#### [Problem requirements]
Please filter the listing for the string "UserDto" and copy each matching line.

#### [Records for processing]
# # # # # # #
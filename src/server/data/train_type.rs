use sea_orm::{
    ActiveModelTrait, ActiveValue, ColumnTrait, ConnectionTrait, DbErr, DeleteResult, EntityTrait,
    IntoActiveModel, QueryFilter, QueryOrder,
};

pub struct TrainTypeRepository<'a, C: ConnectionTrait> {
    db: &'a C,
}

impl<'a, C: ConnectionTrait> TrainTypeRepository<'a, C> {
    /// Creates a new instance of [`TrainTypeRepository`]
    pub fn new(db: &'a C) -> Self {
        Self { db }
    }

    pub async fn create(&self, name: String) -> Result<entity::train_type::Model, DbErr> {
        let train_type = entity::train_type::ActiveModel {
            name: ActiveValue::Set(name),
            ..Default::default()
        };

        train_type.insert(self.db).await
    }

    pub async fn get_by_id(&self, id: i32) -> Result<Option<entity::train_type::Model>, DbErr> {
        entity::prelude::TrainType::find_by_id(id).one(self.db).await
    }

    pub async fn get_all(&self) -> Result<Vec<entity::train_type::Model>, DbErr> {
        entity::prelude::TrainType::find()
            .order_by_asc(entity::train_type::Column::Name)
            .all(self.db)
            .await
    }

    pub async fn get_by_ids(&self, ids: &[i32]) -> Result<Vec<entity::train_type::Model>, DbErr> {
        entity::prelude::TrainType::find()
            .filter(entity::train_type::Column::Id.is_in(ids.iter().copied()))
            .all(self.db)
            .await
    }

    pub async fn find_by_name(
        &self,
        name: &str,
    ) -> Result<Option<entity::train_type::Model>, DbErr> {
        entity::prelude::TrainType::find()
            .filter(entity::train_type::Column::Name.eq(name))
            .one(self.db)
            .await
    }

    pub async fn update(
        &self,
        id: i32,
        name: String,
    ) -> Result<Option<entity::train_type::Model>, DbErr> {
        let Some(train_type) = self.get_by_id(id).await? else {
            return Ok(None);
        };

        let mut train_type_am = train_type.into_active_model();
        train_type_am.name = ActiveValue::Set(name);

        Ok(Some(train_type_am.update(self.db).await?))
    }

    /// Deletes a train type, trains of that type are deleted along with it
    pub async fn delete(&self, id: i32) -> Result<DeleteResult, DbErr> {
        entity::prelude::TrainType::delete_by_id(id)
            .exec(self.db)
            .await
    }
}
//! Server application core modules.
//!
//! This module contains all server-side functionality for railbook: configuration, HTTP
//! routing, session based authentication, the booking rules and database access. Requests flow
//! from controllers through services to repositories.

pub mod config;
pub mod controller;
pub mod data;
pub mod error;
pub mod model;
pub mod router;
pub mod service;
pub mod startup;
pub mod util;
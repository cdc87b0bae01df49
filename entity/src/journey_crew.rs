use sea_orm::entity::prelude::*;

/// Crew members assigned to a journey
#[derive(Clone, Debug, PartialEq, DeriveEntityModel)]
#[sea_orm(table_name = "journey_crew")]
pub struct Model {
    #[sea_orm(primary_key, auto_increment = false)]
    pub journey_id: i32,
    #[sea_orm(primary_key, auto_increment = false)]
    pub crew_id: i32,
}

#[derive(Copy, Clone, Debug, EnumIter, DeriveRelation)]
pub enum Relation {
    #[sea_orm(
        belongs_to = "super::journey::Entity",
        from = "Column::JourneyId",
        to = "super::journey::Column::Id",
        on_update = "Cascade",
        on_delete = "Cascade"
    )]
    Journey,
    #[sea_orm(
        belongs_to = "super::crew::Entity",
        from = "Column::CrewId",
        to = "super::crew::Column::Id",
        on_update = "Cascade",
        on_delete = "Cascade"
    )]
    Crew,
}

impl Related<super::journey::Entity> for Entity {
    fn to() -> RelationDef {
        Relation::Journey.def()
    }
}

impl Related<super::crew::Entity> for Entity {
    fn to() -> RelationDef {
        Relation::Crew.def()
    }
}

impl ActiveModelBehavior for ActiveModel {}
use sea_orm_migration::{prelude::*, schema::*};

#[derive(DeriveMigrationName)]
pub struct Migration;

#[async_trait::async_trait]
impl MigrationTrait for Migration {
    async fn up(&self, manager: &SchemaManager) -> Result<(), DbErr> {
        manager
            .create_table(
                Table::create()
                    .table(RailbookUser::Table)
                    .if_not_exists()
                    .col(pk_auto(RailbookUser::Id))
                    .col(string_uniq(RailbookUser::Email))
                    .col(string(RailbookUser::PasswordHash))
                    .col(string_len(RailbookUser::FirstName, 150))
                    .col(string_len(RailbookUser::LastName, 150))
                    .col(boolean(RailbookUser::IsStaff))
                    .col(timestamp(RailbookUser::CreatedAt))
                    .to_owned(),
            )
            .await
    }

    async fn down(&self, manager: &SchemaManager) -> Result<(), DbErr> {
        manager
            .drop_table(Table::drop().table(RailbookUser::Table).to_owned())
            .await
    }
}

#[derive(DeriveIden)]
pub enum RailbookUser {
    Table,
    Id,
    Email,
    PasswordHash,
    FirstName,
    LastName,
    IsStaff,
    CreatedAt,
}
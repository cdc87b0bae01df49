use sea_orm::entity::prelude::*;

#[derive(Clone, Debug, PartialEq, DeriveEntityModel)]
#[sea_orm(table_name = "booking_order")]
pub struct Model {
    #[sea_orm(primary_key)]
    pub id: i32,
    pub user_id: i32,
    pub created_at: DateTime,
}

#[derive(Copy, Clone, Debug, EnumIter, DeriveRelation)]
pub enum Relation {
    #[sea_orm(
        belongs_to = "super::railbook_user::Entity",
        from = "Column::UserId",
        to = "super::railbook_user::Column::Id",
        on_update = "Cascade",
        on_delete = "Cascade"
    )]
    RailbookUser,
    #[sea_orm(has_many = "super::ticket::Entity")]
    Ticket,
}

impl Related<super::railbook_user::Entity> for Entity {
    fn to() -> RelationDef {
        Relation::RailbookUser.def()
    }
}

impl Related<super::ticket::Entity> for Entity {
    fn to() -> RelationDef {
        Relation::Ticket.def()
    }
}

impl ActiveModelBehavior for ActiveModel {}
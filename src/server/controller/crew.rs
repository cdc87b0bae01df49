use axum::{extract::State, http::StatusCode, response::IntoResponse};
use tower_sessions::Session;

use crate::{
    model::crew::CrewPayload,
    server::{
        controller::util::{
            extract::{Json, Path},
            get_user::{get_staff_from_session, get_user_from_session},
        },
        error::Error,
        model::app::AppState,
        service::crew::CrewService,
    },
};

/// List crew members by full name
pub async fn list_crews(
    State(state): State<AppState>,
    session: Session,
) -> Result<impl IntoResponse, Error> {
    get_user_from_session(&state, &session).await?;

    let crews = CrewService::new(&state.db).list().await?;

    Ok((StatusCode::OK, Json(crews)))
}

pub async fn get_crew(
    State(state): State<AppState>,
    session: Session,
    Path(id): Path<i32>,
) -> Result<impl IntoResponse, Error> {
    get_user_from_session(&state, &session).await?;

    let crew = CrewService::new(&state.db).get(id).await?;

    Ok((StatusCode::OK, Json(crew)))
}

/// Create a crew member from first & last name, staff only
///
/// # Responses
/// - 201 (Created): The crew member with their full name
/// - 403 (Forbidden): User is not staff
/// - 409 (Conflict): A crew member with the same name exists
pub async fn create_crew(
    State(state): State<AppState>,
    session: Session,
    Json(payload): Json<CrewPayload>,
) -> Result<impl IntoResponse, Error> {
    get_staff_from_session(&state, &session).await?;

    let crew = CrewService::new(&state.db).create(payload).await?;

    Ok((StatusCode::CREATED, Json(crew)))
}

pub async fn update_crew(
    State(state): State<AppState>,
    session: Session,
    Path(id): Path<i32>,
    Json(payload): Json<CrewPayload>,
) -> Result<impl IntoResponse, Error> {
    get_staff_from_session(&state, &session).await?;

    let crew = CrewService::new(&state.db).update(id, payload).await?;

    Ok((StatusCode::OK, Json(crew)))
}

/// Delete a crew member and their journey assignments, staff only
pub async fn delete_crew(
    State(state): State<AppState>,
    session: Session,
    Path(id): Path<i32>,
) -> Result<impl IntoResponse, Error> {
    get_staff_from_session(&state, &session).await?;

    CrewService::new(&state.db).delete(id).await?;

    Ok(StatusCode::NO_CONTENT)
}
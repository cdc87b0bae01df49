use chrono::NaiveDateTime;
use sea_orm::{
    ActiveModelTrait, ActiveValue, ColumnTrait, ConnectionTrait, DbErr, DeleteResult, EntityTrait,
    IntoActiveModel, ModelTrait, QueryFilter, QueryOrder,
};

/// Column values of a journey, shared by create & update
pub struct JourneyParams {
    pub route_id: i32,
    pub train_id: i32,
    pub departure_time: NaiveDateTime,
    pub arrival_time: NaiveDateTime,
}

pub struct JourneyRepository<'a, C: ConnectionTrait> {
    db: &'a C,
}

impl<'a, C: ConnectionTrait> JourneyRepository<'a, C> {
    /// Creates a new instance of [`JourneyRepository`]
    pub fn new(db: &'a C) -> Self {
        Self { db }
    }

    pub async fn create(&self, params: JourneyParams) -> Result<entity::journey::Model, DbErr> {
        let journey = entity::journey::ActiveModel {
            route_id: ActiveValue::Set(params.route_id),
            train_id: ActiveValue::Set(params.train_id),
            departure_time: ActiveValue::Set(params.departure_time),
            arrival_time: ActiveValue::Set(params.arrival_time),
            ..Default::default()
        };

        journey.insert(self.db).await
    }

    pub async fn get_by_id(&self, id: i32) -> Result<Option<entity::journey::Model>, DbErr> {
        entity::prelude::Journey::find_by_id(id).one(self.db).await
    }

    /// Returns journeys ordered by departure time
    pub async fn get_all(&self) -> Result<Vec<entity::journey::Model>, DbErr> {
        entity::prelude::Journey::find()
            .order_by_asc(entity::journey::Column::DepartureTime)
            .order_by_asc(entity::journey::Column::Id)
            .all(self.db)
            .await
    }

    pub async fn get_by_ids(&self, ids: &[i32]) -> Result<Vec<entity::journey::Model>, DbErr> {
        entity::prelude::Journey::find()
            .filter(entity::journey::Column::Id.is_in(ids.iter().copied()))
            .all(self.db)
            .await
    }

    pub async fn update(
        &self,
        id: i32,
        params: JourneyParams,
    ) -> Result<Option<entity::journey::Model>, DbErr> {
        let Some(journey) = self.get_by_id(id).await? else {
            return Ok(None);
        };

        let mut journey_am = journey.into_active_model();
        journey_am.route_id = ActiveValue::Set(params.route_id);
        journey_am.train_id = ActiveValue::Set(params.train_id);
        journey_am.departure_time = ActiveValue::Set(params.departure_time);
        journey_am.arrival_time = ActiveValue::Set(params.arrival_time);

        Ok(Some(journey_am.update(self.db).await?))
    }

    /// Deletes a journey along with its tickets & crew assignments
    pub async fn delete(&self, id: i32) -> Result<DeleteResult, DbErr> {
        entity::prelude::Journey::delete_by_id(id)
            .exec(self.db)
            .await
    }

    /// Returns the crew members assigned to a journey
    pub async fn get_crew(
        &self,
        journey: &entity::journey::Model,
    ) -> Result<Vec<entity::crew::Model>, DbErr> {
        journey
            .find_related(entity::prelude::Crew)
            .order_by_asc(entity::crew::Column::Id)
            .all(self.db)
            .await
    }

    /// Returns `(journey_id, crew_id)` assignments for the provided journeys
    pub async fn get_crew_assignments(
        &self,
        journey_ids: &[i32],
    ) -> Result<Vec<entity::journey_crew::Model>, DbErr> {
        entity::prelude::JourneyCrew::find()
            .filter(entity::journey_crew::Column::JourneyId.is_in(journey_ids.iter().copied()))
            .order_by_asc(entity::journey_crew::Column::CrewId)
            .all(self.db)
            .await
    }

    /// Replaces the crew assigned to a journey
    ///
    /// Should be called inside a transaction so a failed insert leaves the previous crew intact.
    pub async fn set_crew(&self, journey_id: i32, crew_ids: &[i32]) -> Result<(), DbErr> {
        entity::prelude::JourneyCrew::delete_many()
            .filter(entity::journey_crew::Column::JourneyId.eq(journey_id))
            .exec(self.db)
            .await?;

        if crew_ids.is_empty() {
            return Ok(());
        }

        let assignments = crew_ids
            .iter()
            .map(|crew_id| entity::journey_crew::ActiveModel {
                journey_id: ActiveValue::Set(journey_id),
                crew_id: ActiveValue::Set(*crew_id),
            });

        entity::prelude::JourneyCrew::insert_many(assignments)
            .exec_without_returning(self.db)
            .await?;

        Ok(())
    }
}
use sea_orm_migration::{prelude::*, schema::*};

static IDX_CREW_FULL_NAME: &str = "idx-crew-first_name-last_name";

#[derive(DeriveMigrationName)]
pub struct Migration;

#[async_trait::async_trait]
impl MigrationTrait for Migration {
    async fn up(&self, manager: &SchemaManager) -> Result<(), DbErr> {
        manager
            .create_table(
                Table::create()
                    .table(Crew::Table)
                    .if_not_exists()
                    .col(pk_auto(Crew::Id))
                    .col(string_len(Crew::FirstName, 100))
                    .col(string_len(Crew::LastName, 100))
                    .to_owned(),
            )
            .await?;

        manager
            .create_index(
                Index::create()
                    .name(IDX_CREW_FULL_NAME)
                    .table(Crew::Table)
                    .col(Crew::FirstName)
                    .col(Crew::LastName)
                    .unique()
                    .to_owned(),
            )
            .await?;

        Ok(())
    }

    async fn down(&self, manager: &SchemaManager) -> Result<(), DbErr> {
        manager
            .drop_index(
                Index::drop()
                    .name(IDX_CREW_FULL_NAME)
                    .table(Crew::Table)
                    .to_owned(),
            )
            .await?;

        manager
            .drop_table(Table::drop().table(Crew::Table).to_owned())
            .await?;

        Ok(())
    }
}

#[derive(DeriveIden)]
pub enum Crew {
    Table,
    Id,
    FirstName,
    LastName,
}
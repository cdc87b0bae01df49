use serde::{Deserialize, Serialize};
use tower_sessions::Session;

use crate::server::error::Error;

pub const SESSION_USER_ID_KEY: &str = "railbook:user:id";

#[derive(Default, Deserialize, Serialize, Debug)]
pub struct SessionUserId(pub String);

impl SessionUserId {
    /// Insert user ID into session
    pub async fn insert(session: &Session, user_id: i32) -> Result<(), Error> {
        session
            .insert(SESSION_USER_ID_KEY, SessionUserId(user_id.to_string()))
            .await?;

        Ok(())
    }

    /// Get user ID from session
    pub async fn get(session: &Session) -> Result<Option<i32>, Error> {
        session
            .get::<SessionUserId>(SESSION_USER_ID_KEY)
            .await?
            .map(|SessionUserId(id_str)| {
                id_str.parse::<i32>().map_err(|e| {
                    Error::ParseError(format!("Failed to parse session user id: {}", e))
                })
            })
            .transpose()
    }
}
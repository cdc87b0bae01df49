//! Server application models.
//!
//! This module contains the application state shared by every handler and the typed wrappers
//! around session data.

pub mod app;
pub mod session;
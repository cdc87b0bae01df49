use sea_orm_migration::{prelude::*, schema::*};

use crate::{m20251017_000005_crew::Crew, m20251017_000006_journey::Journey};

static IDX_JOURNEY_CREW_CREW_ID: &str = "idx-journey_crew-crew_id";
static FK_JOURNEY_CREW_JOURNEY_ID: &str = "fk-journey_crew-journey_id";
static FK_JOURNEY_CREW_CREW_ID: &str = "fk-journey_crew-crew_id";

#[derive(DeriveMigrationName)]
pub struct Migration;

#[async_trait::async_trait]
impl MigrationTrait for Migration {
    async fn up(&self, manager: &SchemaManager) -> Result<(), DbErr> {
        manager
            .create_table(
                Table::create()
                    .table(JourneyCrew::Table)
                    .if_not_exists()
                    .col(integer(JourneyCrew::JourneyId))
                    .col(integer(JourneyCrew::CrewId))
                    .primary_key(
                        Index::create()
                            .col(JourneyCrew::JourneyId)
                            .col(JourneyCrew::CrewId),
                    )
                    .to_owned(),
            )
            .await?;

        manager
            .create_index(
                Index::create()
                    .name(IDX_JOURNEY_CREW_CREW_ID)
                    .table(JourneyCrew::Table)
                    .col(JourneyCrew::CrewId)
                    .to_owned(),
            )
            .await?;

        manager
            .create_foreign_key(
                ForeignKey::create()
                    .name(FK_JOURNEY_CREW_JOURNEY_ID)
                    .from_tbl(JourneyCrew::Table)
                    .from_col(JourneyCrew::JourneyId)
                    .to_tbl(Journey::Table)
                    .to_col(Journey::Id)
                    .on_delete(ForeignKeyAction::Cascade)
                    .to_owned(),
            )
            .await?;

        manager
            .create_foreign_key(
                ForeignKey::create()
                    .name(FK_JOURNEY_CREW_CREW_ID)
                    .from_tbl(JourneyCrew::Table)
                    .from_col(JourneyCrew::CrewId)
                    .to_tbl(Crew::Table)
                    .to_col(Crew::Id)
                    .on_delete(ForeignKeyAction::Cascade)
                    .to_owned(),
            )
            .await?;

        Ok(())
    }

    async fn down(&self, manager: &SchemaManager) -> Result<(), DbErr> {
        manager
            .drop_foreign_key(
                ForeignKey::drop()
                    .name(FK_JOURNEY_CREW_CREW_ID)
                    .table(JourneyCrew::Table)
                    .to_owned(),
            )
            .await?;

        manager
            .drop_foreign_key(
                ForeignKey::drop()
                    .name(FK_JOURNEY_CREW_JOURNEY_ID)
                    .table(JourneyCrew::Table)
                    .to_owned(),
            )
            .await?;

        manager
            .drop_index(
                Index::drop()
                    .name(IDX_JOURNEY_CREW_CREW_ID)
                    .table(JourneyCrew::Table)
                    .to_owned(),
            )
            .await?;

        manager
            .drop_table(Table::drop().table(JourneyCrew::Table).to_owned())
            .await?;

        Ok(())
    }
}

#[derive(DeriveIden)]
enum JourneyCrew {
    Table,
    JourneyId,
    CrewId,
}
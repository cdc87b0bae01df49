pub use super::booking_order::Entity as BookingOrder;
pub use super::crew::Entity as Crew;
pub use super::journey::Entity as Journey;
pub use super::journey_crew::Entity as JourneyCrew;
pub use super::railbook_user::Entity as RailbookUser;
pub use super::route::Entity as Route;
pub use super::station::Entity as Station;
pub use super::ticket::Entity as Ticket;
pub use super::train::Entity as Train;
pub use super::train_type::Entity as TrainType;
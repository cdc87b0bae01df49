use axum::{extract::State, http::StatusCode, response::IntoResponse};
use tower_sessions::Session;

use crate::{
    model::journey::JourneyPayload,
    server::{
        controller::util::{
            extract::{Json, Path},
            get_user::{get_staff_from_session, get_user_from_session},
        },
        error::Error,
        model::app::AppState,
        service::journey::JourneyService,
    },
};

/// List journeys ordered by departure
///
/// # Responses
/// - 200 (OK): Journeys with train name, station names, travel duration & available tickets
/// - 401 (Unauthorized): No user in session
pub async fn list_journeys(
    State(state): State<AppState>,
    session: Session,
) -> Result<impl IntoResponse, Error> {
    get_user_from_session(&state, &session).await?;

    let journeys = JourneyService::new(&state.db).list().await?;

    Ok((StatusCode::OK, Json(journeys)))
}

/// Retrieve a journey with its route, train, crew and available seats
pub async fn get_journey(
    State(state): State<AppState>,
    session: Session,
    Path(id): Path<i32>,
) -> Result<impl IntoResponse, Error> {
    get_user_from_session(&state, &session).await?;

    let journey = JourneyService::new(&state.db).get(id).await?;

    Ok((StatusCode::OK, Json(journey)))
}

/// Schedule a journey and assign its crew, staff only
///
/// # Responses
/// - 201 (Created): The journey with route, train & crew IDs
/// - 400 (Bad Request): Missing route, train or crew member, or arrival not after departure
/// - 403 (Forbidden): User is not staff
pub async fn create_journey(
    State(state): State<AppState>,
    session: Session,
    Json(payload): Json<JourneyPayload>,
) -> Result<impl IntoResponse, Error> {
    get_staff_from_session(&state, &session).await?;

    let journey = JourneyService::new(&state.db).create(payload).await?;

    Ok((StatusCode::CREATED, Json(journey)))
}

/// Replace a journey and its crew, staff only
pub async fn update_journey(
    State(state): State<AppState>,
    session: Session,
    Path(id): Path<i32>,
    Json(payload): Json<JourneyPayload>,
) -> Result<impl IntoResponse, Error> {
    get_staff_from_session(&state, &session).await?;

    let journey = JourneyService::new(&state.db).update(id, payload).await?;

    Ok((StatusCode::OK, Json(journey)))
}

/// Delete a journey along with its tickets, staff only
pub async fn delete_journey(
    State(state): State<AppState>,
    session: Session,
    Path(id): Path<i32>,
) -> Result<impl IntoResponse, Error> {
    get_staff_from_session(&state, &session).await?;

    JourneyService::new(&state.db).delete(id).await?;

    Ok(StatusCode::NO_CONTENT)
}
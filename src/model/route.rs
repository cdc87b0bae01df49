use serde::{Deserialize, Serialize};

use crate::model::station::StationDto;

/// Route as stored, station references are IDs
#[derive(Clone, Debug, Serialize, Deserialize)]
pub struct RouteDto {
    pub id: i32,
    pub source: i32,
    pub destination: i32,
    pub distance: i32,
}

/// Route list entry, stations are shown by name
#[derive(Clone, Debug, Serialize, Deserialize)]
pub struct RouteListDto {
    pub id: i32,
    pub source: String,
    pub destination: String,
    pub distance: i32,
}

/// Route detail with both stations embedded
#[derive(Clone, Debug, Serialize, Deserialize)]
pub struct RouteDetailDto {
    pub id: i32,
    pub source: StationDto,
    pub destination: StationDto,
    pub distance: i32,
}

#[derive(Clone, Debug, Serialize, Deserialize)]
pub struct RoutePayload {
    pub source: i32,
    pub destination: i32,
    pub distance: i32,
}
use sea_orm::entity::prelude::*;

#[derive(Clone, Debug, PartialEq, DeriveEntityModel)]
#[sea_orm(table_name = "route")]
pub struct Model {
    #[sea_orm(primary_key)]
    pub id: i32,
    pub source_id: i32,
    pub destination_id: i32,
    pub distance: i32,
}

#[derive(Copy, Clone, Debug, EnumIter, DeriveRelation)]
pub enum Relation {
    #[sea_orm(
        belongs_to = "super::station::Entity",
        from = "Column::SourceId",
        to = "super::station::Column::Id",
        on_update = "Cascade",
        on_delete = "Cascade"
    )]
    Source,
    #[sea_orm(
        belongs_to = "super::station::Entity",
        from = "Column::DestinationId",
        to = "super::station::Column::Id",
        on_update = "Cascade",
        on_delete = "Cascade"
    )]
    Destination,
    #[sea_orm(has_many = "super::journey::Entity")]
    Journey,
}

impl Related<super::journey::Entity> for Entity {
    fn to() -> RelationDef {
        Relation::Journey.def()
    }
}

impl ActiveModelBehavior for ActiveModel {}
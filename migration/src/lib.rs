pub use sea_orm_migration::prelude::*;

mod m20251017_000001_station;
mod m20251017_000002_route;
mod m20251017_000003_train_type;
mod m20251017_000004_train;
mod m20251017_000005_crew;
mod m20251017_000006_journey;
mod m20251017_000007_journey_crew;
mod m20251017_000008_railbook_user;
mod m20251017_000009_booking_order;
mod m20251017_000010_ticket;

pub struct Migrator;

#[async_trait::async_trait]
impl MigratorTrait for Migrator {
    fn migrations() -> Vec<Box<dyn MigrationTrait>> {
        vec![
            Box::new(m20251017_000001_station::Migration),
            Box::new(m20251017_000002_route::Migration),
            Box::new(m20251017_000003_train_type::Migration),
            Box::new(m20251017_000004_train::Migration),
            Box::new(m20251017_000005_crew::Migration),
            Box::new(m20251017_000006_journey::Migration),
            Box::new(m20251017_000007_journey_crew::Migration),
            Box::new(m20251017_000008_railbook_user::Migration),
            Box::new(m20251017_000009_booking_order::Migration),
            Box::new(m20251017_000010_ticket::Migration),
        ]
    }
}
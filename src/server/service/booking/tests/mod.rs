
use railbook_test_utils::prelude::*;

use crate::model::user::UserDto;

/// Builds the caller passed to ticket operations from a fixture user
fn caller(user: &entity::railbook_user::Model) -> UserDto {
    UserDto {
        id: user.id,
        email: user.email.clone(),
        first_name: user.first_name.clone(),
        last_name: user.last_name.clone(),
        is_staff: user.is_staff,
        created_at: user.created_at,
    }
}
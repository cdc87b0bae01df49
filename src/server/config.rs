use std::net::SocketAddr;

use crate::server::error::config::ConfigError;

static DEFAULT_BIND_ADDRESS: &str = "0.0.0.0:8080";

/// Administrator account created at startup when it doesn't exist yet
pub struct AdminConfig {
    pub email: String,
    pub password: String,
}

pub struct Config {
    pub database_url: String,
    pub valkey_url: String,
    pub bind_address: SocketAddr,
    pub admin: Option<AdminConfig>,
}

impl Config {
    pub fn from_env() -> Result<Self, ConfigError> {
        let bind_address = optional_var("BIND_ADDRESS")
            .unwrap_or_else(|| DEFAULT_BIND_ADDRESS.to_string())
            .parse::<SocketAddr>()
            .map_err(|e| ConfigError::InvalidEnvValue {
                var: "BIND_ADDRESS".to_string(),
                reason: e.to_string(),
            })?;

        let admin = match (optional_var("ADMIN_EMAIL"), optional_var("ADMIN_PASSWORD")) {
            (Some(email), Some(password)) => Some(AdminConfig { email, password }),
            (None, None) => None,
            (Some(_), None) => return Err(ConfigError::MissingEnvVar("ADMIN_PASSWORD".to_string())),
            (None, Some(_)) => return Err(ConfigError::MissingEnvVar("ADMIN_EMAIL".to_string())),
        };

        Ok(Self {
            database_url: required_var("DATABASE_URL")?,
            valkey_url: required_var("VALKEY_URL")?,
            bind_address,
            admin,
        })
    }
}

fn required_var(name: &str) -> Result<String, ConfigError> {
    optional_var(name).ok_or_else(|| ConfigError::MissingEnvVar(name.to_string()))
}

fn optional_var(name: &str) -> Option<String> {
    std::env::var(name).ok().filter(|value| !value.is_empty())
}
# # # # # # #
#### [Result of this exercise]
use crate::model::user::UserDto;
fn caller(user: &entity::railbook_user::Model) -> UserDto {
    UserDto {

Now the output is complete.